O acréscimo do custo operacional das rodovias do Espírito Santo devido às condições do pavimento chega a 37,7% no transporte rodoviário. O valor consta na 21ª Pesquisa CNT de Rodovias e está acima da média nacional, que é de 27%.
No total, 67,7% (1.181 km) da extensão avaliada no Estado apresentou algum tipo de deficiência no estado geral (classificação regular, ruim ou péssimo). Já 32,3% (564 km) tiveram classificação ótimo ou bom. O estado geral inclui a avaliação conjunta do pavimento, da sinalização e da geometria da via. A pesquisa da CNT percorreu 1.745 km no Estado. Em todo o Brasil, foram 105.814 km analisados.

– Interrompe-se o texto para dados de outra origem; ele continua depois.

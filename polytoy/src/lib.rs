mod canvas;
mod paint;
mod toolbar;

use druid::widget::{Flex, Label};
use druid::{AppLauncher, Color, Env, Widget, WidgetExt, WindowDesc};

use polybez::EditorOptions;

use canvas::CurveCanvas;

#[cfg(target_arch = "wasm32")]
use wasm_bindgen::prelude::*;

#[cfg(target_arch = "wasm32")]
#[cfg_attr(target_arch = "wasm32", wasm_bindgen)]
pub fn wasm_main() {
    // This hook is necessary to get panic messages in the console
    std::panic::set_hook(Box::new(console_error_panic_hook::hook));
    main(EditorOptions::default())
}

type BoxErr = Box<dyn std::error::Error>;

/// Load editor options from a JSON file.
///
/// Missing fields take their default values.
pub fn load_options(path: impl AsRef<std::path::Path>) -> Result<EditorOptions, BoxErr> {
    let data = std::fs::read(path)?;
    let options: EditorOptions = serde_json::from_slice(&data)?;
    Ok(options)
}

pub fn main(options: EditorOptions) {
    // describe the main window
    let main_window = WindowDesc::new(move || build_ui(options.clone()))
        .title("Bézier Toy")
        .with_min_size((200., 200.))
        .window_size((800.0, 600.0));

    // the app state is the coordinate readout
    AppLauncher::with_window(main_window)
        .launch(String::new())
        .expect("Failed to launch application");
}

fn build_ui(options: EditorOptions) -> impl Widget<String> {
    let readout = Label::new(|data: &String, _env: &Env| data.clone())
        .with_text_size(12.0)
        .with_text_color(Color::grey(0.3))
        .padding(10.0);

    Flex::column()
        .with_child(toolbar::build().padding(10.0))
        .with_flex_child(CurveCanvas::new(options), 1.0)
        .with_child(readout)
}

#[cfg(test)]
mod tests {
    use super::*;

    #[test]
    fn options_from_file() {
        let path = std::env::temp_dir().join("polytoy-options-test.json");
        std::fs::write(&path, r#"{"hit_radius": 9.0, "curve_segments": 50}"#).unwrap();
        let options = load_options(&path).unwrap();
        assert_eq!(options.hit_radius, 9.0);
        assert_eq!(options.curve_segments, 50);
        assert_eq!(options.marker_radius, polybez::MARKER_RADIUS);
        let _ = std::fs::remove_file(&path);
    }

    #[test]
    fn missing_options_file() {
        assert!(load_options("/definitely/not/here.json").is_err());
    }
}
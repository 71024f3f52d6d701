//! Limiter configuration and the environment-driven startup settings.
//!
//! Everything here is read once at startup and immutable afterwards. `refill_rate` is derived
//! from `capacity / window` when the config is built, never per request.

use crate::error::ConfigError;
use crate::rate_limit::FailurePolicy;
use std::time::Duration;

const DEFAULT_CAPACITY: u32 = 10;
const DEFAULT_WINDOW_MILLIS: u64 = 60_000;
const DEFAULT_STORE_TIMEOUT_MILLIS: u64 = 250;
const DEFAULT_STORE_HOST: &str = "127.0.0.1";
const DEFAULT_STORE_PORT: u16 = 6379;

/// Validated token bucket configuration.
#[derive(Debug, Clone, PartialEq)]
pub struct LimiterConfig {
    capacity: u32,
    window: Duration,
    refill_rate_per_ms: f64,
    store_timeout: Duration,
    failure_policy: FailurePolicy,
    serialize_per_key: bool,
}

impl LimiterConfig {
    /// Construct a builder with defaults (10 requests per 60s, 250ms store timeout, fail-open).
    pub fn builder() -> LimiterConfigBuilder {
        LimiterConfigBuilder::new()
    }

    /// Create a config with validation and default store/failure settings.
    pub fn new(capacity: u32, window: Duration) -> Result<Self, ConfigError> {
        Self::builder().capacity(capacity).window(window).build()
    }

    /// Maximum tokens a bucket can hold.
    pub fn capacity(&self) -> u32 {
        self.capacity
    }

    /// Time to refill an empty bucket to capacity.
    pub fn window(&self) -> Duration {
        self.window
    }

    /// Tokens added per elapsed millisecond.
    pub fn refill_rate_per_ms(&self) -> f64 {
        self.refill_rate_per_ms
    }

    /// Upper bound on each individual store call.
    pub fn store_timeout(&self) -> Duration {
        self.store_timeout
    }

    pub fn failure_policy(&self) -> FailurePolicy {
        self.failure_policy
    }

    /// Whether check-and-update cycles for the same key are serialized within this process.
    pub fn serialize_per_key(&self) -> bool {
        self.serialize_per_key
    }

    // Multiply before dividing so whole-number cases (30s of a 60s window) stay exact.
    pub(crate) fn tokens_for_elapsed(&self, elapsed_ms: u64) -> f64 {
        elapsed_ms as f64 * f64::from(self.capacity) / self.window.as_millis() as f64
    }

    pub(crate) fn millis_for_tokens(&self, tokens: f64) -> f64 {
        tokens * self.window.as_millis() as f64 / f64::from(self.capacity)
    }
}

impl Default for LimiterConfig {
    fn default() -> Self {
        let window = Duration::from_millis(DEFAULT_WINDOW_MILLIS);
        Self {
            capacity: DEFAULT_CAPACITY,
            window,
            refill_rate_per_ms: f64::from(DEFAULT_CAPACITY) / DEFAULT_WINDOW_MILLIS as f64,
            store_timeout: Duration::from_millis(DEFAULT_STORE_TIMEOUT_MILLIS),
            failure_policy: FailurePolicy::default(),
            serialize_per_key: false,
        }
    }
}

/// Builder for [`LimiterConfig`].
#[derive(Debug, Clone)]
pub struct LimiterConfigBuilder {
    capacity: u32,
    window: Duration,
    store_timeout: Duration,
    failure_policy: FailurePolicy,
    serialize_per_key: bool,
}

impl LimiterConfigBuilder {
    pub fn new() -> Self {
        Self {
            capacity: DEFAULT_CAPACITY,
            window: Duration::from_millis(DEFAULT_WINDOW_MILLIS),
            store_timeout: Duration::from_millis(DEFAULT_STORE_TIMEOUT_MILLIS),
            failure_policy: FailurePolicy::default(),
            serialize_per_key: false,
        }
    }

    /// Set the bucket capacity. Must be > 0.
    pub fn capacity(mut self, capacity: u32) -> Self {
        self.capacity = capacity;
        self
    }

    /// Set the refill window. Must be at least 1ms.
    pub fn window(mut self, window: Duration) -> Self {
        self.window = window;
        self
    }

    /// Set the per-call store timeout. Must be > 0.
    pub fn store_timeout(mut self, timeout: Duration) -> Self {
        self.store_timeout = timeout;
        self
    }

    pub fn failure_policy(mut self, policy: FailurePolicy) -> Self {
        self.failure_policy = policy;
        self
    }

    /// Serialize same-key cycles behind an in-process async lock.
    ///
    /// Only removes lost updates between requests handled by this process.
    pub fn serialize_per_key(mut self, enabled: bool) -> Self {
        self.serialize_per_key = enabled;
        self
    }

    /// Validate and build.
    pub fn build(self) -> Result<LimiterConfig, ConfigError> {
        if self.capacity == 0 {
            return Err(ConfigError::InvalidCapacity(self.capacity));
        }
        let window_ms = self.window.as_millis();
        if window_ms == 0 {
            return Err(ConfigError::InvalidWindow(self.window));
        }
        if self.store_timeout.is_zero() {
            return Err(ConfigError::InvalidStoreTimeout(self.store_timeout));
        }
        Ok(LimiterConfig {
            capacity: self.capacity,
            window: self.window,
            refill_rate_per_ms: f64::from(self.capacity) / window_ms as f64,
            store_timeout: self.store_timeout,
            failure_policy: self.failure_policy,
            serialize_per_key: self.serialize_per_key,
        })
    }
}

impl Default for LimiterConfigBuilder {
    fn default() -> Self {
        Self::new()
    }
}

/// Process-wide startup settings, read from the environment.
#[derive(Debug, Clone, PartialEq)]
pub struct Settings {
    pub store_host: String,
    pub store_port: u16,
    /// Prefix prepended to every client key in the store.
    pub key_prefix: String,
    /// Expiry applied to bucket records on every write; `None` keeps them forever.
    pub bucket_ttl: Option<Duration>,
    /// Header carrying the client identity; `None` keys on the peer IP.
    pub key_header: Option<String>,
    pub limiter: LimiterConfig,
}

impl Settings {
    /// Read settings from the process environment.
    pub fn from_env() -> Result<Self, ConfigError> {
        Self::from_lookup(|var| std::env::var(var).ok())
    }

    /// Read settings through an arbitrary lookup (tests pass a map).
    pub fn from_lookup<F>(lookup: F) -> Result<Self, ConfigError>
    where
        F: Fn(&str) -> Option<String>,
    {
        let get = |var: &str| lookup(var).map(|v| v.trim().to_string()).filter(|v| !v.is_empty());

        let store_host = get("REDIS_HOST").unwrap_or_else(|| DEFAULT_STORE_HOST.to_string());
        let store_port = parse_var(&get, "REDIS_PORT")?.unwrap_or(DEFAULT_STORE_PORT);
        let window_ms: u64 =
            parse_var(&get, "RATE_LIMIT_WINDOW_MS")?.unwrap_or(DEFAULT_WINDOW_MILLIS);
        let capacity: u32 = parse_var(&get, "RATE_LIMIT_MAX_REQUESTS")?.unwrap_or(DEFAULT_CAPACITY);
        let timeout_ms: u64 = parse_var(&get, "RATE_LIMIT_STORE_TIMEOUT_MS")?
            .unwrap_or(DEFAULT_STORE_TIMEOUT_MILLIS);
        let serialize_per_key: bool =
            parse_var(&get, "RATE_LIMIT_SERIALIZE_PER_KEY")?.unwrap_or(false);
        let bucket_ttl = parse_var::<u64, _>(&get, "RATE_LIMIT_BUCKET_TTL_SECS")?
            .filter(|secs| *secs > 0)
            .map(Duration::from_secs);

        let failure_policy = match get("RATE_LIMIT_FAILURE_POLICY") {
            None => FailurePolicy::default(),
            Some(raw) => raw.parse().map_err(|reason: String| ConfigError::Invalid {
                var: "RATE_LIMIT_FAILURE_POLICY",
                value: raw.clone(),
                reason,
            })?,
        };

        let limiter = LimiterConfig::builder()
            .capacity(capacity)
            .window(Duration::from_millis(window_ms))
            .store_timeout(Duration::from_millis(timeout_ms))
            .failure_policy(failure_policy)
            .serialize_per_key(serialize_per_key)
            .build()?;

        Ok(Self {
            store_host,
            store_port,
            key_prefix: get("RATE_LIMIT_KEY_PREFIX").unwrap_or_default(),
            bucket_ttl,
            key_header: get("RATE_LIMIT_KEY_HEADER"),
            limiter,
        })
    }

    /// Connection URL for the bucket store.
    pub fn store_url(&self) -> String {
        format!("redis://{}:{}/", self.store_host, self.store_port)
    }
}

fn parse_var<T, G>(get: &G, var: &'static str) -> Result<Option<T>, ConfigError>
where
    T: std::str::FromStr,
    T::Err: std::fmt::Display,
    G: Fn(&str) -> Option<String>,
{
    match get(var) {
        None => Ok(None),
        Some(raw) => raw.parse::<T>().map(Some).map_err(|e| ConfigError::Invalid {
            var,
            value: raw,
            reason: e.to_string(),
        }),
    }
}
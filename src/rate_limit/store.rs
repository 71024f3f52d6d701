use crate::error::StoreError;
use crate::rate_limit::bucket::BucketRecord;
use async_trait::async_trait;
use std::collections::HashMap;
use std::sync::{Arc, Mutex, PoisonError};

/// Abstract storage interface for bucket records.
///
/// A thin key-value contract: no validation, no compare-and-swap. Implementations talk to
/// whatever holds the authoritative copy (process memory, Redis, ...). Callers wrap each call in
/// their own timeout; implementations should not retry.
#[async_trait]
pub trait BucketStore: Send + Sync {
    /// Fetch the stored fields for `key`, or `None` if nothing was ever written.
    async fn fetch(&self, key: &str) -> Result<Option<BucketRecord>, StoreError>;

    /// Overwrite the stored fields for `key`. Last writer wins.
    async fn store(&self, key: &str, record: &BucketRecord) -> Result<(), StoreError>;
}

#[async_trait]
impl<S> BucketStore for Arc<S>
where
    S: BucketStore + ?Sized,
{
    async fn fetch(&self, key: &str) -> Result<Option<BucketRecord>, StoreError> {
        (**self).fetch(key).await
    }

    async fn store(&self, key: &str, record: &BucketRecord) -> Result<(), StoreError> {
        (**self).store(key, record).await
    }
}

/// Simple in-memory bucket store.
///
/// Clones share the same map. Useful for tests and single-process deployments; buckets are never
/// evicted.
#[derive(Default, Clone, Debug)]
pub struct InMemoryBucketStore {
    data: Arc<Mutex<HashMap<String, BucketRecord>>>,
}

impl InMemoryBucketStore {
    pub fn new() -> Self {
        Self::default()
    }

    /// Copy of the record currently held for `key`.
    pub fn get(&self, key: &str) -> Option<BucketRecord> {
        self.data.lock().unwrap_or_else(PoisonError::into_inner).get(key).cloned()
    }

    /// Put a record directly, bypassing the limiter (seeding, corrupting, skewing).
    pub fn insert(&self, key: impl Into<String>, record: BucketRecord) {
        self.data.lock().unwrap_or_else(PoisonError::into_inner).insert(key.into(), record);
    }

    /// Number of keys with a bucket.
    pub fn len(&self) -> usize {
        self.data.lock().unwrap_or_else(PoisonError::into_inner).len()
    }

    pub fn is_empty(&self) -> bool {
        self.len() == 0
    }
}

#[async_trait]
impl BucketStore for InMemoryBucketStore {
    async fn fetch(&self, key: &str) -> Result<Option<BucketRecord>, StoreError> {
        Ok(self.get(key))
    }

    async fn store(&self, key: &str, record: &BucketRecord) -> Result<(), StoreError> {
        self.insert(key, record.clone());
        Ok(())
    }
}

#[cfg(test)]
mod tests {
    use super::*;

    #[tokio::test]
    async fn fetch_absent_key_is_none() {
        let store = InMemoryBucketStore::new();
        assert_eq!(store.fetch("10.0.0.1").await.unwrap(), None);
        assert!(store.is_empty());
    }

    #[tokio::test]
    async fn store_overwrites_and_clones_share_state() {
        let store = InMemoryBucketStore::new();
        let other = store.clone();

        let first: BucketRecord = [("tokens", "9"), ("last", "1")].into_iter().collect();
        let second: BucketRecord = [("tokens", "8"), ("last", "2")].into_iter().collect();
        store.store("k", &first).await.unwrap();
        other.store("k", &second).await.unwrap();

        assert_eq!(store.fetch("k").await.unwrap(), Some(second));
        assert_eq!(store.len(), 1);
    }

    #[tokio::test]
    async fn arc_store_delegates() {
        let inner = InMemoryBucketStore::new();
        let shared: Arc<dyn BucketStore> = Arc::new(inner.clone());
        let record: BucketRecord = [("tokens", "1"), ("last", "1")].into_iter().collect();
        shared.store("k", &record).await.unwrap();
        assert_eq!(inner.get("k"), Some(record));
    }
}
//! Token bucket state and its stored record form.

use crate::config::LimiterConfig;
use crate::error::MalformedBucketRecord;
use crate::rate_limit::Decision;
use std::collections::HashMap;
use std::time::Duration;

/// Record field holding the token count as text.
pub const TOKENS_FIELD: &str = "tokens";
/// Record field holding the last refill time in epoch milliseconds.
pub const LAST_FIELD: &str = "last";

/// Per-key bucket state.
///
/// Invariant after [`advance`](Self::advance): `0 <= tokens <= capacity`.
#[derive(Debug, Clone, PartialEq)]
pub struct TokenBucket {
    pub tokens: f64,
    pub last_refill_ms: u64,
}

impl TokenBucket {
    /// A bucket seen for the first time: full, stamped `now`.
    pub fn full(config: &LimiterConfig, now_ms: u64) -> Self {
        Self { tokens: f64::from(config.capacity()), last_refill_ms: now_ms }
    }

    /// Refill for the time since `last_refill_ms`, then try to take one token.
    ///
    /// The timestamp moves to `now_ms` whatever the outcome. A stored timestamp ahead of
    /// `now_ms` (clock skew) counts as zero elapsed time.
    pub fn advance(&mut self, config: &LimiterConfig, now_ms: u64) -> Decision {
        let elapsed_ms = now_ms.saturating_sub(self.last_refill_ms);
        let capacity = f64::from(config.capacity());
        self.tokens = (self.tokens + config.tokens_for_elapsed(elapsed_ms)).min(capacity);
        self.last_refill_ms = now_ms;

        if self.tokens >= 1.0 {
            self.tokens -= 1.0;
            Decision::Admitted { remaining: Some(self.remaining()) }
        } else {
            Decision::Rejected { retry_after: self.retry_after(config) }
        }
    }

    /// Whole tokens available.
    pub fn remaining(&self) -> u32 {
        self.tokens.max(0.0).floor() as u32
    }

    /// Time until the bucket holds one whole token, rounded up to the millisecond.
    pub fn retry_after(&self, config: &LimiterConfig) -> Duration {
        let missing = (1.0 - self.tokens).max(0.0);
        Duration::from_millis(config.millis_for_tokens(missing).ceil() as u64)
    }

    /// Encode for the store: `tokens` as float text, `last` as integer text.
    pub fn to_record(&self) -> BucketRecord {
        let mut record = BucketRecord::new();
        record.insert(TOKENS_FIELD, self.tokens.to_string());
        record.insert(LAST_FIELD, self.last_refill_ms.to_string());
        record
    }

    /// Decode a stored record. Missing, unparsable, negative, or non-finite fields are malformed.
    pub fn from_record(record: &BucketRecord) -> Result<Self, MalformedBucketRecord> {
        let raw_tokens = record.get(TOKENS_FIELD);
        let tokens = raw_tokens
            .and_then(|v| v.trim().parse::<f64>().ok())
            .filter(|t| t.is_finite() && *t >= 0.0)
            .ok_or_else(|| MalformedBucketRecord {
                field: TOKENS_FIELD,
                value: raw_tokens.map(str::to_string),
            })?;

        let raw_last = record.get(LAST_FIELD);
        let last_refill_ms = raw_last
            .and_then(|v| v.trim().parse::<u64>().ok())
            .ok_or_else(|| MalformedBucketRecord {
                field: LAST_FIELD,
                value: raw_last.map(str::to_string),
            })?;

        Ok(Self { tokens, last_refill_ms })
    }
}

/// Raw field map as held by a [`BucketStore`](crate::BucketStore).
///
/// Stores persist and return this verbatim; only [`TokenBucket::from_record`] interprets it.
#[derive(Debug, Clone, Default, PartialEq, Eq)]
pub struct BucketRecord {
    fields: HashMap<String, String>,
}

impl BucketRecord {
    pub fn new() -> Self {
        Self::default()
    }

    pub fn get(&self, field: &str) -> Option<&str> {
        self.fields.get(field).map(String::as_str)
    }

    pub fn insert(&mut self, field: impl Into<String>, value: impl Into<String>) {
        self.fields.insert(field.into(), value.into());
    }

    pub fn is_empty(&self) -> bool {
        self.fields.is_empty()
    }

    /// Iterate `(field, value)` pairs, e.g. to build an `HSET`.
    pub fn iter(&self) -> impl Iterator<Item = (&str, &str)> {
        self.fields.iter().map(|(k, v)| (k.as_str(), v.as_str()))
    }
}

impl From<HashMap<String, String>> for BucketRecord {
    fn from(fields: HashMap<String, String>) -> Self {
        Self { fields }
    }
}

impl<K: Into<String>, V: Into<String>> FromIterator<(K, V)> for BucketRecord {
    fn from_iter<I: IntoIterator<Item = (K, V)>>(iter: I) -> Self {
        Self { fields: iter.into_iter().map(|(k, v)| (k.into(), v.into())).collect() }
    }
}
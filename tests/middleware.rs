mod common;

use common::test_helpers::{FlakyStore, PanickingStore};
use http::header::{HeaderName, CONTENT_TYPE, RETRY_AFTER};
use http::{Request, Response, StatusCode};
use std::convert::Infallible;
use std::net::SocketAddr;
use std::sync::atomic::{AtomicUsize, Ordering};
use std::sync::Arc;
use std::time::Duration;
use tollgate::rate_limit::middleware::X_RATELIMIT_REMAINING;
use tollgate::{
    BucketStore, FailurePolicy, HeaderKey, InMemoryBucketStore, LimiterConfig, ManualClock,
    RateLimitLayer, TokenBucketLimiter,
};
use tower::util::BoxCloneService;
use tower::{service_fn, Layer, Service, ServiceExt};

fn limiter<S: BucketStore + 'static>(
    store: S,
    config: LimiterConfig,
) -> Arc<TokenBucketLimiter<S, ManualClock>> {
    Arc::new(TokenBucketLimiter::new(Arc::new(store), config).with_clock(ManualClock::new(0)))
}

fn small_config() -> LimiterConfig {
    LimiterConfig::new(2, Duration::from_secs(60)).expect("valid config")
}

fn from_peer(ip: &str) -> Request<String> {
    let mut req = Request::new(String::new());
    req.extensions_mut().insert(format!("{}:40000", ip).parse::<SocketAddr>().unwrap());
    req
}

fn counting_service(
    hits: Arc<AtomicUsize>,
) -> BoxCloneService<Request<String>, Response<String>, Infallible> {
    BoxCloneService::new(service_fn(move |_req: Request<String>| {
        let hits = hits.clone();
        async move {
            hits.fetch_add(1, Ordering::SeqCst);
            Ok::<_, Infallible>(Response::new(String::from("spells")))
        }
    }))
}

#[tokio::test]
async fn admitted_requests_reach_inner_service() {
    let hits = Arc::new(AtomicUsize::new(0));
    let svc = RateLimitLayer::new(limiter(InMemoryBucketStore::new(), small_config()))
        .layer(counting_service(hits.clone()));

    let response = svc.oneshot(from_peer("192.0.2.1")).await.unwrap();
    assert_eq!(response.status(), StatusCode::OK);
    assert_eq!(response.body(), "spells");
    assert_eq!(response.headers()[X_RATELIMIT_REMAINING], "1");
    assert_eq!(hits.load(Ordering::SeqCst), 1);
}

#[tokio::test]
async fn exhausted_bucket_short_circuits_with_429() {
    let hits = Arc::new(AtomicUsize::new(0));
    let mut svc = RateLimitLayer::new(limiter(InMemoryBucketStore::new(), small_config()))
        .layer(counting_service(hits.clone()));

    for _ in 0..2 {
        let ok = svc.ready().await.unwrap().call(from_peer("192.0.2.1")).await.unwrap();
        assert_eq!(ok.status(), StatusCode::OK);
    }
    let rejected = svc.ready().await.unwrap().call(from_peer("192.0.2.1")).await.unwrap();

    assert_eq!(rejected.status(), StatusCode::TOO_MANY_REQUESTS);
    assert_eq!(rejected.headers()[CONTENT_TYPE], "application/json");
    // One token per 30s with capacity 2 over 60s.
    assert_eq!(rejected.headers()[RETRY_AFTER], "30");
    let body: serde_json::Value = serde_json::from_str(rejected.body()).unwrap();
    assert_eq!(body, serde_json::json!({ "error": "Too many requests per minute" }));
    assert_eq!(hits.load(Ordering::SeqCst), 2, "rejected request must not reach the handler");

    // A different client is unaffected.
    let other = svc.ready().await.unwrap().call(from_peer("192.0.2.2")).await.unwrap();
    assert_eq!(other.status(), StatusCode::OK);
}

#[tokio::test]
async fn custom_message_and_header_key() {
    let hits = Arc::new(AtomicUsize::new(0));
    let mut svc = RateLimitLayer::new(limiter(InMemoryBucketStore::new(), small_config()))
        .with_key(HeaderKey::new(HeaderName::from_static("x-api-client")))
        .with_message("quota exhausted")
        .layer(counting_service(hits.clone()));

    let request = || {
        Request::builder().header("x-api-client", "reporting-job").body(String::new()).unwrap()
    };
    for _ in 0..2 {
        svc.ready().await.unwrap().call(request()).await.unwrap();
    }
    let rejected = svc.ready().await.unwrap().call(request()).await.unwrap();
    assert_eq!(rejected.status(), StatusCode::TOO_MANY_REQUESTS);
    assert!(rejected.body().contains("quota exhausted"));
}

#[tokio::test]
async fn missing_key_is_admitted_unchecked() {
    let hits = Arc::new(AtomicUsize::new(0));
    let store = InMemoryBucketStore::new();
    let mut svc = RateLimitLayer::new(limiter(store.clone(), small_config()))
        .layer(counting_service(hits.clone()));

    for _ in 0..5 {
        let response = svc.ready().await.unwrap().call(Request::new(String::new())).await.unwrap();
        assert_eq!(response.status(), StatusCode::OK);
        assert!(response.headers().get(X_RATELIMIT_REMAINING).is_none());
    }
    assert!(store.is_empty());
    assert_eq!(hits.load(Ordering::SeqCst), 5);
}

#[tokio::test]
async fn store_outage_never_surfaces_as_server_error() {
    let hits = Arc::new(AtomicUsize::new(0));
    let store = FlakyStore::new();
    store.fail_fetch(true);
    let svc = RateLimitLayer::new(limiter(store.clone(), small_config()))
        .layer(counting_service(hits.clone()));

    let response = svc.oneshot(from_peer("192.0.2.1")).await.unwrap();
    assert_eq!(response.status(), StatusCode::OK);
    assert_eq!(store.stores(), 0);
    assert_eq!(hits.load(Ordering::SeqCst), 1);
}

#[tokio::test]
async fn store_outage_fail_closed_answers_429() {
    let hits = Arc::new(AtomicUsize::new(0));
    let store = FlakyStore::new();
    store.fail_fetch(true);
    let config = LimiterConfig::builder()
        .failure_policy(FailurePolicy::FailClosed)
        .build()
        .expect("valid config");
    let svc = RateLimitLayer::new(limiter(store, config)).layer(counting_service(hits.clone()));

    let response = svc.oneshot(from_peer("192.0.2.1")).await.unwrap();
    assert_eq!(response.status(), StatusCode::TOO_MANY_REQUESTS);
    assert_eq!(response.headers()[RETRY_AFTER], "1");
    assert_eq!(hits.load(Ordering::SeqCst), 0);
}

#[tokio::test]
async fn panicking_limiter_degrades_to_policy() {
    let hits = Arc::new(AtomicUsize::new(0));
    let svc = RateLimitLayer::new(limiter(PanickingStore, small_config()))
        .layer(counting_service(hits.clone()));

    let response = svc.oneshot(from_peer("192.0.2.1")).await.unwrap();
    assert_eq!(response.status(), StatusCode::OK);
    assert_eq!(hits.load(Ordering::SeqCst), 1);
}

De acordo com a Confederação Nacional do Transporte, apenas para as ações emergenciais de reconstrução e restauração das vias, com a implementação de sinalização adequada, estima-se que é necessário R$ 1,17 bilhão. Já para a manutenção dos trechos classificados como desgastados, o custo estimado é de R$ 140,14 milhões.
Investimentos
Entre 2004 e 2016, apenas 42,5% dos recursos autorizados para o Espírito Santo foram desembolsados. Em 2017, até junho, a relação total pago e autorizado foi de 11,7%. No Estado, os principais aportes foram para manutenção de trechos, mas houve desembolsos relevantes em adequação e construção. Os gastos com adequação se concentraram entre 2008 e 2013 e aconteceram majoritariamente na BR-101.